**DIRECTIONS**
In the data below, find the line that contains "pub fn from_data(data: Vec<Vec<f64>>)" and the line that contains "w * x).sum())". Copy both, plus every line between them, exactly.

**INPUT**
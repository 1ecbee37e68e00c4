use std::path::Path;

use rand::Rng;
use serde::{Serialize, Deserialize};

use crate::activation::activation::ActivationFunction;
use crate::error::Result;
use crate::init::initializer::Initializer;
use crate::layers::dense::Layer;
use crate::loss::loss_function::LossFunction;
use crate::network::network::Network;

/// Describes one layer in a network specification.
///
/// Fields:
/// - `input_size`  — width of the layer's input (the previous layer's `size`,
///                   or the raw input dimension for the first layer)
/// - `size`        — number of neurons in this layer
/// - `activation`  — activation function applied after the affine transform
/// - `initializer` — how the weight matrix is sampled
#[derive(Debug, Clone, PartialEq, Serialize, Deserialize)]
pub struct LayerSpec {
    pub input_size: usize,
    pub size: usize,
    pub activation: ActivationFunction,
    #[serde(default = "default_initializer")]
    pub initializer: Initializer,
}

fn default_initializer() -> Initializer {
    Initializer::HeNormal
}

/// A serializable description of a network architecture plus its loss.
///
/// Can be stored as JSON independently of trained weights and turned into
/// a freshly initialised `Network` with `build`.
#[derive(Debug, Clone, PartialEq, Serialize, Deserialize)]
pub struct NetworkSpec {
    /// Ordered list of layer descriptions (input → output).
    pub layers: Vec<LayerSpec>,
    pub loss: LossFunction,
}

impl NetworkSpec {
    /// 784 → 128 ReLU → 64 ReLU → 10 Softmax with cross-entropy, He-initialised.
    pub fn digits() -> NetworkSpec {
        let layer = |input_size, size, activation| LayerSpec {
            input_size,
            size,
            activation,
            initializer: Initializer::HeNormal,
        };
        NetworkSpec {
            layers: vec![
                layer(784, 128, ActivationFunction::ReLU),
                layer(128, 64, ActivationFunction::ReLU),
                layer(64, 10, ActivationFunction::Softmax),
            ],
            loss: LossFunction::CrossEntropy,
        }
    }

    /// Samples every layer from `rng` and assembles the network.
    /// Fails with `ShapeMismatch` if adjacent layers do not chain.
    pub fn build<R: Rng + ?Sized>(&self, rng: &mut R) -> Result<Network> {
        let mut network = Network::new(self.loss);
        for spec in &self.layers {
            network.add_layer(Layer::new(spec.input_size, spec.size, spec.activation, spec.initializer, &mut *rng)?)?;
        }
        Ok(network)
    }

    /// Serializes the spec to a pretty-printed JSON file.
    pub fn save_json<P: AsRef<Path>>(&self, path: P) -> Result<()> {
        let file = std::fs::File::create(path)?;
        let writer = std::io::BufWriter::new(file);
        serde_json::to_writer_pretty(writer, self)?;
        Ok(())
    }

    /// Deserializes a `NetworkSpec` from a JSON file.
    pub fn load_json<P: AsRef<Path>>(path: P) -> Result<NetworkSpec> {
        let file = std::fs::File::open(path)?;
        let reader = std::io::BufReader::new(file);
        Ok(serde_json::from_reader(reader)?)
    }
}
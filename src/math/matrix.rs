use rand::Rng;
use serde::{Serialize, Deserialize};
use std::f64::consts::PI;

use crate::error::{ensure_len, Result};

/// Dense row-major matrix of `f64`.
///
/// Layer weights are stored as `[in_dim, out_dim]`, so a row vector input
/// multiplies from the left: `x · W`.
#[derive(Debug, Clone, PartialEq, Serialize, Deserialize)]
pub struct Matrix {
    pub rows: usize,
    pub cols: usize,
    pub data: Vec<Vec<f64>>,
}

impl Matrix {
    pub fn zeros(rows: usize, cols: usize) -> Matrix {
        Matrix {
            rows,
            cols,
            data: vec![vec![0.0; cols]; rows],
        }
    }

    /// Builds a matrix by evaluating `f(row, col)` for every entry.
    pub fn from_fn<F>(rows: usize, cols: usize, mut f: F) -> Matrix
    where
        F: FnMut(usize, usize) -> f64,
    {
        let data = (0..rows)
            .map(|i| (0..cols).map(|j| f(i, j)).collect())
            .collect();
        Matrix { rows, cols, data }
    }

    /// Wraps nested rows. Every row must have the same length.
    pub fn from_data(data: Vec<Vec<f64>>) -> Result<Matrix> {
        let rows = data.len();
        let cols = data.first().map_or(0, Vec::len);
        for row in &data {
            ensure_len("Matrix::from_data", cols, row.len())?;
        }
        Ok(Matrix { rows, cols, data })
    }

    /// Matrix of `rows × cols` filled with N(0, 1) samples.
    pub fn standard_normal<R: Rng + ?Sized>(rows: usize, cols: usize, rng: &mut R) -> Matrix {
        Matrix::from_fn(rows, cols, |_, _| sample_standard_normal(rng))
    }

    /// Row vector times matrix: `v · self`. `v.len()` must equal `self.rows`.
    pub fn vec_mul(&self, v: &[f64]) -> Result<Vec<f64>> {
        ensure_len("Matrix::vec_mul", self.rows, v.len())?;
        let mut out = vec![0.0; self.cols];
        for (row, &x) in self.data.iter().zip(v) {
            for (acc, &w) in out.iter_mut().zip(row) {
                *acc += x * w;
            }
        }
        Ok(out)
    }

    /// Matrix times column vector: `self · v`. `v.len()` must equal `self.cols`.
    ///
    /// Equivalent to `v · selfᵀ` without materialising the transpose.
    pub fn mul_vec(&self, v: &[f64]) -> Result<Vec<f64>> {
        ensure_len("Matrix::mul_vec", self.cols, v.len())?;
        Ok(self.data.iter()
            .map(|row| row.iter().zip(v).map(|(w, x)| w * x).sum())
            .collect())
    }

    /// Outer product `a ⊗ b`, shape `[a.len(), b.len()]`.
    pub fn outer(a: &[f64], b: &[f64]) -> Matrix {
        Matrix::from_fn(a.len(), b.len(), |i, j| a[i] * b[j])
    }

    pub fn map<F>(&self, functor: F) -> Matrix
    where
        F: Fn(f64) -> f64,
    {
        Matrix {
            rows: self.rows,
            cols: self.cols,
            data: self.data.iter()
                .map(|row| row.iter().map(|&x| functor(x)).collect())
                .collect(),
        }
    }

    /// In place `self -= scale * rhs`.
    pub fn sub_scaled(&mut self, rhs: &Matrix, scale: f64) -> Result<()> {
        ensure_len("Matrix::sub_scaled (rows)", self.rows, rhs.rows)?;
        ensure_len("Matrix::sub_scaled (cols)", self.cols, rhs.cols)?;
        for (row, rhs_row) in self.data.iter_mut().zip(&rhs.data) {
            for (x, &g) in row.iter_mut().zip(rhs_row) {
                *x -= scale * g;
            }
        }
        Ok(())
    }

    pub fn iter(&self) -> impl Iterator<Item = &f64> {
        self.data.iter().flatten()
    }
}

/// Samples a single value from N(0, 1) using the Box-Muller transform.
pub fn sample_standard_normal<R: Rng + ?Sized>(rng: &mut R) -> f64 {
    // Both draws in (0, 1] to avoid log(0).
    let u1: f64 = 1.0 - rng.gen::<f64>();
    let u2: f64 = 1.0 - rng.gen::<f64>();
    (-2.0 * u1.ln()).sqrt() * (2.0 * PI * u2).cos()
}

/// Element-wise (Hadamard) product of two equal-length vectors.
pub fn hadamard(a: &[f64], b: &[f64]) -> Result<Vec<f64>> {
    ensure_len("hadamard", a.len(), b.len())?;
    Ok(a.iter().zip(b).map(|(x, y)| x * y).collect())
}

/// Index of the largest element; ties resolve to the first. `0` for an empty slice.
pub fn argmax(v: &[f64]) -> usize {
    v.iter()
        .enumerate()
        .fold(None, |best: Option<(usize, f64)>, (i, &x)| match best {
            Some((_, b)) if b >= x || x.is_nan() => best,
            _ => Some((i, x)),
        })
        .map(|(i, _)| i)
        .unwrap_or(0)
}

#[cfg(test)]
mod tests {
    use super::*;
    use approx::assert_abs_diff_eq;
    use rand::{rngs::StdRng, SeedableRng};

    #[test]
    fn vec_mul_is_row_vector_times_matrix() {
        let m = Matrix::from_data(vec![vec![1.0, 2.0, 3.0], vec![4.0, 5.0, 6.0]]).unwrap();
        assert_eq!(m.vec_mul(&[1.0, -1.0]).unwrap(), vec![-3.0, -3.0, -3.0]);
    }

    #[test]
    fn mul_vec_is_matrix_times_column_vector() {
        let m = Matrix::from_data(vec![vec![1.0, 2.0, 3.0], vec![4.0, 5.0, 6.0]]).unwrap();
        let v = [0.5, -2.0, 1.0];
        assert_eq!(m.mul_vec(&v).unwrap(), vec![-0.5, -2.0]);
    }

    #[test]
    fn vec_mul_rejects_wrong_length() {
        let m = Matrix::zeros(2, 3);
        assert!(m.vec_mul(&[1.0, 2.0, 3.0]).is_err());
    }

    #[test]
    fn from_data_rejects_ragged_rows() {
        assert!(Matrix::from_data(vec![vec![1.0, 2.0], vec![3.0]]).is_err());
    }

    #[test]
    fn outer_product_shape_and_values() {
        let m = Matrix::outer(&[1.0, 2.0], &[3.0, 4.0, 5.0]);
        assert_eq!((m.rows, m.cols), (2, 3));
        assert_eq!(m.data[1], vec![6.0, 8.0, 10.0]);
    }

    #[test]
    fn sub_scaled_updates_in_place() {
        let mut m = Matrix::from_data(vec![vec![1.0, 1.0]]).unwrap();
        let g = Matrix::from_data(vec![vec![2.0, -4.0]]).unwrap();
        m.sub_scaled(&g, 0.5).unwrap();
        assert_eq!(m.data[0], vec![0.0, 3.0]);
    }

    #[test]
    fn standard_normal_has_roughly_unit_moments() {
        let mut rng = StdRng::seed_from_u64(7);
        let m = Matrix::standard_normal(100, 100, &mut rng);
        let n = (m.rows * m.cols) as f64;
        let mean = m.iter().sum::<f64>() / n;
        let var = m.iter().map(|x| (x - mean).powi(2)).sum::<f64>() / n;
        assert_abs_diff_eq!(mean, 0.0, epsilon = 0.05);
        assert_abs_diff_eq!(var, 1.0, epsilon = 0.1);
    }

    #[test]
    fn argmax_picks_first_maximum() {
        assert_eq!(argmax(&[0.1, 0.7, 0.7, 0.2]), 1);
        assert_eq!(argmax(&[]), 0);
    }
}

**RESPONSE TO THIS EXERCISE**
    pub fn from_data(data: Vec<Vec<f64>>) -> Result<Matrix> {
        let rows = data.len();
        let cols = data.first().map_or(0, Vec::len);
        for row in &data {
            ensure_len("Matrix::from_data", cols, row.len())?;
        }
        Ok(Matrix { rows, cols, data })
    }

    /// Matrix of `rows × cols` filled with N(0, 1) samples.
    pub fn standard_normal<R: Rng + ?Sized>(rows: usize, cols: usize, rng: &mut R) -> Matrix {
        Matrix::from_fn(rows, cols, |_, _| sample_standard_normal(rng))
    }

    /// Row vector times matrix: `v · self`. `v.len()` must equal `self.rows`.
    pub fn vec_mul(&self, v: &[f64]) -> Result<Vec<f64>> {
        ensure_len("Matrix::vec_mul", self.rows, v.len())?;
        let mut out = vec![0.0; self.cols];
        for (row, &x) in self.data.iter().zip(v) {
            for (acc, &w) in out.iter_mut().zip(row) {
                *acc += x * w;
            }
        }
        Ok(out)
    }

    /// Matrix times column vector: `self · v`. `v.len()` must equal `self.cols`.
    ///
    /// Equivalent to `v · selfᵀ` without materialising the transpose.
    pub fn mul_vec(&self, v: &[f64]) -> Result<Vec<f64>> {
        ensure_len("Matrix::mul_vec", self.cols, v.len())?;
        Ok(self.data.iter()
            .map(|row| row.iter().zip(v).map(|(w, x)| w * x).sum())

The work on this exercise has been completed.